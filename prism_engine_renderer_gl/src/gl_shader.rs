/// GlShader - linked vertex + fragment program with cached uniform locations

use std::any::Any;
use std::cell::RefCell;
use std::rc::Rc;

use glow::HasContext;
use rustc_hash::FxHashMap;

use prism_engine::prism::device::{Shader, ShaderDesc};
use prism_engine::prism::{Error, Result};
use prism_engine::{engine_debug, engine_error};

pub struct GlShader {
    gl: Rc<glow::Context>,
    pub(crate) program: glow::Program,
    name: String,
    /// Lookups by name, misses included
    locations: RefCell<FxHashMap<String, Option<glow::UniformLocation>>>,
}

fn stage_name(stage: u32) -> &'static str {
    match stage {
        glow::VERTEX_SHADER => "vertex",
        glow::FRAGMENT_SHADER => "fragment",
        _ => "unknown",
    }
}

/// Compile one stage, returning the info log on failure
unsafe fn compile_stage(gl: &glow::Context, stage: u32, source: &str, name: &str) -> Result<glow::Shader> {
    let shader = gl
        .create_shader(stage)
        .map_err(|e| Error::BackendError(format!("Failed to create {} shader: {}", stage_name(stage), e)))?;
    gl.shader_source(shader, source);
    gl.compile_shader(shader);
    if gl.get_shader_compile_status(shader) {
        return Ok(shader);
    }

    let log = gl.get_shader_info_log(shader);
    gl.delete_shader(shader);
    let err = Error::ShaderCompilation(format!("{} ({}): {}", name, stage_name(stage), log.trim()));
    engine_error!("prism::gl::Shader", "{}", err);
    Err(err)
}

impl GlShader {
    pub(crate) fn new(gl: &Rc<glow::Context>, desc: &ShaderDesc<'_>) -> Result<Self> {
        unsafe {
            let vertex = compile_stage(gl, glow::VERTEX_SHADER, desc.vertex_source, desc.name)?;
            let fragment = match compile_stage(gl, glow::FRAGMENT_SHADER, desc.fragment_source, desc.name) {
                Ok(fragment) => fragment,
                Err(err) => {
                    gl.delete_shader(vertex);
                    return Err(err);
                }
            };

            let program = gl
                .create_program()
                .map_err(|e| Error::BackendError(format!("Failed to create program '{}': {}", desc.name, e)));
            let program = match program {
                Ok(program) => program,
                Err(err) => {
                    gl.delete_shader(vertex);
                    gl.delete_shader(fragment);
                    return Err(err);
                }
            };

            gl.attach_shader(program, vertex);
            gl.attach_shader(program, fragment);
            gl.link_program(program);
            let linked = gl.get_program_link_status(program);

            gl.detach_shader(program, vertex);
            gl.detach_shader(program, fragment);
            gl.delete_shader(vertex);
            gl.delete_shader(fragment);

            if !linked {
                let log = gl.get_program_info_log(program);
                gl.delete_program(program);
                let err = Error::ShaderCompilation(format!("{} (link): {}", desc.name, log.trim()));
                engine_error!("prism::gl::Shader", "{}", err);
                return Err(err);
            }

            engine_debug!("prism::gl::Shader", "Program '{}' linked", desc.name);
            Ok(Self {
                gl: gl.clone(),
                program,
                name: desc.name.to_string(),
                locations: RefCell::new(FxHashMap::default()),
            })
        }
    }

    /// Location of an active uniform
    pub(crate) fn location(&self, name: &str) -> Option<glow::UniformLocation> {
        if let Some(cached) = self.locations.borrow().get(name) {
            return cached.clone();
        }
        let location = unsafe { self.gl.get_uniform_location(self.program, name) };
        self.locations.borrow_mut().insert(name.to_string(), location.clone());
        location
    }
}

impl Shader for GlShader {
    fn name(&self) -> &str {
        &self.name
    }

    fn as_any(&self) -> &dyn Any {
        self
    }
}

impl Drop for GlShader {
    fn drop(&mut self) {
        unsafe {
            self.gl.delete_program(self.program);
        }
    }
}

[Task item]: Transcribe each entry precisely, missing none.

[Your solution]:
filename prism_engine_renderer_gl/src/gl_shader.rs
/// GlShader - linked vertex + fragment program with cached uniform locations

use std::any::Any;
use std::cell::RefCell;
use std::rc::Rc;

use glow::HasContext;
use rustc_hash::FxHashMap;

use prism_engine::prism::device::{Shader, ShaderDesc};
use prism_engine::prism::{Error, Result};
use prism_engine::{engine_debug, engine_error};

pub struct GlShader {
    gl: Rc<glow::Context>,
    pub(crate) program: glow::Program,
    name: String,
    /// Lookups by name, misses included
    locations: RefCell<FxHashMap<String, Option<glow::UniformLocation>>>,
}

fn stage_name(stage: u32) -> &'static str {
    match stage {
        glow::VERTEX_SHADER => "vertex",
        glow::FRAGMENT_SHADER => "fragment",
        _ => "unknown",
    }
}

/// Compile one stage, returning the info log on failure
unsafe fn compile_stage(gl: &glow::Context, stage: u32, source: &str, name: &str) -> Result<glow::Shader> {
    let shader = gl
        .create_shader(stage)
        .map_err(|e| Error::BackendError(format!("Failed to create {} shader: {}", stage_name(stage), e)))?;
    gl.shader_source(shader, source);
    gl.compile_shader(shader);
    if gl.get_shader_compile_status(shader) {
        return Ok(shader);
    }

    let log = gl.get_shader_info_log(shader);
    gl.delete_shader(shader);
    let err = Error::ShaderCompilation(format!("{} ({}): {}", name, stage_name(stage), log.trim()));
    engine_error!("prism::gl::Shader", "{}", err);
    Err(err)
}

impl GlShader {
    pub(crate) fn new(gl: &Rc<glow::Context>, desc: &ShaderDesc<'_>) -> Result<Self> {
        unsafe {
            let vertex = compile_stage(gl, glow::VERTEX_SHADER, desc.vertex_source, desc.name)?;
            let fragment = match compile_stage(gl, glow::FRAGMENT_SHADER, desc.fragment_source, desc.name) {
                Ok(fragment) => fragment,
                Err(err) => {
                    gl.delete_shader(vertex);
                    return Err(err);
                }
            };

            let program = gl
                .create_program()
                .map_err(|e| Error::BackendError(format!("Failed to create program '{}': {}", desc.name, e)));
            let program = match program {
                Ok(program) => program,
                Err(err) => {
                    gl.delete_shader(vertex);
                    gl.delete_shader(fragment);
                    return Err(err);
                }
            };

            gl.attach_shader(program, vertex);
            gl.attach_shader(program, fragment);
            gl.link_program(program);
            let linked = gl.get_program_link_status(program);

            gl.detach_shader(program, vertex);
            gl.detach_shader(program, fragment);
            gl.delete_shader(vertex);
            gl.delete_shader(fragment);

            if !linked {
                let log = gl.get_program_info_log(program);
                gl.delete_program(program);
                let err = Error::ShaderCompilation(format!("{} (link): {}", desc.name, log.trim()));
                engine_error!("prism::gl::Shader", "{}", err);
                return Err(err);
            }

            engine_debug!("prism::gl::Shader", "Program '{}' linked", desc.name);
            Ok(Self {
                gl: gl.clone(),
                program,
                name: desc.name.to_string(),
                locations: RefCell::new(FxHashMap::default()),
            })
        }
    }

    /// Location of an active uniform
    pub(crate) fn location(&self, name: &str) -> Option<glow::UniformLocation> {
        if let Some(cached) = self.locations.borrow().get(name) {
            return cached.clone();
        }
        let location = unsafe { self.gl.get_uniform_location(self.program, name) };
        self.locations.borrow_mut().insert(name.to_string(), location.clone());
        location
    }
}

impl Shader for GlShader {
    fn name(&self) -> &str {
        &self.name
    }

    fn as_any(&self) -> &dyn Any {
        self
    }
}

impl Drop for GlShader {
    fn drop(&mut self) {
        unsafe {
            self.gl.delete_program(self.program);
        }
    }
}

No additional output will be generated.